◆ Supplied material ◆
»»

//! Synthetic A-share daily bars for demos and tests.
//!
//! Each symbol gets its own starting price, drift, volatility and typical
//! turnover, all drawn from a generator seeded with the BLAKE3 hash of the
//! symbol, so the same symbol and range always give the same bars.
//!
//! Moves respect the board's daily price limit (see [`price_limit`]) and
//! volume is quoted in whole lots of 100 shares, heavier on big-move days.
//! Weekends are skipped; exchange holidays are not modelled.

use chrono::{Datelike, NaiveDate, Weekday};
use rand::rngs::StdRng;
use rand::{Rng, SeedableRng};

use super::provider::{DataError, DataProvider, DataSource, FetchResult};
use crate::domain::{Bar, Series};

const LOT: f64 = 100.0;

/// Deterministic random-walk provider.
#[derive(Debug, Clone, Copy, Default)]
pub struct SyntheticProvider;

impl DataProvider for SyntheticProvider {
    fn name(&self) -> &str {
        "synthetic"
    }

    fn fetch(
        &self,
        symbol: &str,
        start: NaiveDate,
        end: NaiveDate,
    ) -> Result<FetchResult, DataError> {
        Ok(FetchResult {
            series: synthetic_series(symbol, start, end)?,
            source: DataSource::Synthetic,
        })
    }
}

/// Daily limit as a fraction of the previous close: ChiNext (`300xxx`,
/// `301xxx`) and STAR (`688xxx`) boards move 20%, everything else 10%.
pub fn price_limit(symbol: &str) -> f64 {
    if ["300", "301", "688"].iter().any(|p| symbol.starts_with(p)) {
        0.20
    } else {
        0.10
    }
}

/// Per-symbol character of the walk.
struct Profile {
    drift: f64,
    volatility: f64,
    base_lots: f64,
    limit: f64,
}

impl Profile {
    fn draw(symbol: &str, rng: &mut StdRng) -> Self {
        Self {
            drift: rng.gen_range(-0.0005..0.0008),
            volatility: rng.gen_range(0.012..0.03),
            base_lots: rng.gen_range(20_000.0..200_000.0),
            limit: price_limit(symbol),
        }
    }

    /// Close-to-close return, roughly bell-shaped, clamped to the limit.
    fn daily_return(&self, rng: &mut StdRng) -> f64 {
        let z: f64 = (0..3).map(|_| rng.gen_range(-1.0f64..1.0)).sum();
        (self.drift + self.volatility * z).clamp(-self.limit, self.limit)
    }
}

/// Random walk over the weekdays in `start..=end`.
pub fn synthetic_series(symbol: &str, start: NaiveDate, end: NaiveDate) -> Result<Series, DataError> {
    let seed: [u8; 32] = *blake3::hash(symbol.as_bytes()).as_bytes();
    let mut rng = StdRng::from_seed(seed);
    let profile = Profile::draw(symbol, &mut rng);
    let mut prev_close: f64 = rng.gen_range(5.0..50.0);

    let trading_days = start
        .iter_days()
        .take_while(|d| *d <= end)
        .filter(|d| !matches!(d.weekday(), Weekday::Sat | Weekday::Sun));

    let mut bars = Vec::new();
    for date in trading_days {
        let upper = prev_close * (1.0 + profile.limit);
        let lower = prev_close * (1.0 - profile.limit);

        let ret = profile.daily_return(&mut rng);
        let close = prev_close * (1.0 + ret);
        let open = (prev_close * (1.0 + ret * rng.gen_range(0.0..0.5))).clamp(lower, upper);

        let wick = profile.volatility * 0.5;
        let high = (open.max(close) * (1.0 + rng.gen_range(0.0..wick))).min(upper);
        let low = (open.min(close) * (1.0 - rng.gen_range(0.0..wick))).max(lower);

        let activity = 0.6 + 2.0 * ret.abs() / profile.limit + rng.gen_range(0.0..0.8);
        let volume = (profile.base_lots * activity).round() * LOT;

        bars.push(Bar {
            date,
            open,
            high,
            low,
            close,
            volume,
        });
        prev_close = close;
    }

    if bars.is_empty() {
        return Err(DataError::NoBarsInRange {
            symbol: symbol.to_string(),
            start,
            end,
        });
    }
    Ok(Series::new(symbol, bars)?)
}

««

◆ Problem requirements ◆
All of the data is to be transcribed exactly as written.

◆ Reply ◆
//! Synthetic A-share daily bars for demos and tests.
//!
//! Each symbol gets its own starting price, drift, volatility and typical
//! turnover, all drawn from a generator seeded with the BLAKE3 hash of the
//! symbol, so the same symbol and range always give the same bars.
//!
//! Moves respect the board's daily price limit (see [`price_limit`]) and
//! volume is quoted in whole lots of 100 shares, heavier on big-move days.
//! Weekends are skipped; exchange holidays are not modelled.

use chrono::{Datelike, NaiveDate, Weekday};
use rand::rngs::StdRng;
use rand::{Rng, SeedableRng};

use super::provider::{DataError, DataProvider, DataSource, FetchResult};
use crate::domain::{Bar, Series};

const LOT: f64 = 100.0;

/// Deterministic random-walk provider.
#[derive(Debug, Clone, Copy, Default)]
pub struct SyntheticProvider;

impl DataProvider for SyntheticProvider {
    fn name(&self) -> &str {
        "synthetic"
    }

    fn fetch(
        &self,
        symbol: &str,
        start: NaiveDate,
        end: NaiveDate,
    ) -> Result<FetchResult, DataError> {
        Ok(FetchResult {
            series: synthetic_series(symbol, start, end)?,
            source: DataSource::Synthetic,
        })
    }
}

/// Daily limit as a fraction of the previous close: ChiNext (`300xxx`,
/// `301xxx`) and STAR (`688xxx`) boards move 20%, everything else 10%.
pub fn price_limit(symbol: &str) -> f64 {
    if ["300", "301", "688"].iter().any(|p| symbol.starts_with(p)) {
        0.20
    } else {
        0.10
    }
}

/// Per-symbol character of the walk.
struct Profile {
    drift: f64,
    volatility: f64,
    base_lots: f64,
    limit: f64,
}

impl Profile {
    fn draw(symbol: &str, rng: &mut StdRng) -> Self {
        Self {
            drift: rng.gen_range(-0.0005..0.0008),
            volatility: rng.gen_range(0.012..0.03),
            base_lots: rng.gen_range(20_000.0..200_000.0),
            limit: price_limit(symbol),
        }
    }

    /// Close-to-close return, roughly bell-shaped, clamped to the limit.
    fn daily_return(&self, rng: &mut StdRng) -> f64 {
        let z: f64 = (0..3).map(|_| rng.gen_range(-1.0f64..1.0)).sum();
        (self.drift + self.volatility * z).clamp(-self.limit, self.limit)
    }
}

/// Random walk over the weekdays in `start..=end`.
pub fn synthetic_series(symbol: &str, start: NaiveDate, end: NaiveDate) -> Result<Series, DataError> {
    let seed: [u8; 32] = *blake3::hash(symbol.as_bytes()).as_bytes();
    let mut rng = StdRng::from_seed(seed);
    let profile = Profile::draw(symbol, &mut rng);
    let mut prev_close: f64 = rng.gen_range(5.0..50.0);

    let trading_days = start
        .iter_days()
        .take_while(|d| *d <= end)
        .filter(|d| !matches!(d.weekday(), Weekday::Sat | Weekday::Sun));

    let mut bars = Vec::new();
    for date in trading_days {
        let upper = prev_close * (1.0 + profile.limit);
        let lower = prev_close * (1.0 - profile.limit);

        let ret = profile.daily_return(&mut rng);
        let close = prev_close * (1.0 + ret);
        let open = (prev_close * (1.0 + ret * rng.gen_range(0.0..0.5))).clamp(lower, upper);

        let wick = profile.volatility * 0.5;
        let high = (open.max(close) * (1.0 + rng.gen_range(0.0..wick))).min(upper);
        let low = (open.min(close) * (1.0 - rng.gen_range(0.0..wick))).max(lower);

        let activity = 0.6 + 2.0 * ret.abs() / profile.limit + rng.gen_range(0.0..0.8);
        let volume = (profile.base_lots * activity).round() * LOT;

        bars.push(Bar {
            date,
            open,
            high,
            low,
            close,
            volume,
        });
        prev_close = close;
    }

    if bars.is_empty() {
        return Err(DataError::NoBarsInRange {
            symbol: symbol.to_string(),
            start,
            end,
        });
    }
    Ok(Series::new(symbol, bars)?)
}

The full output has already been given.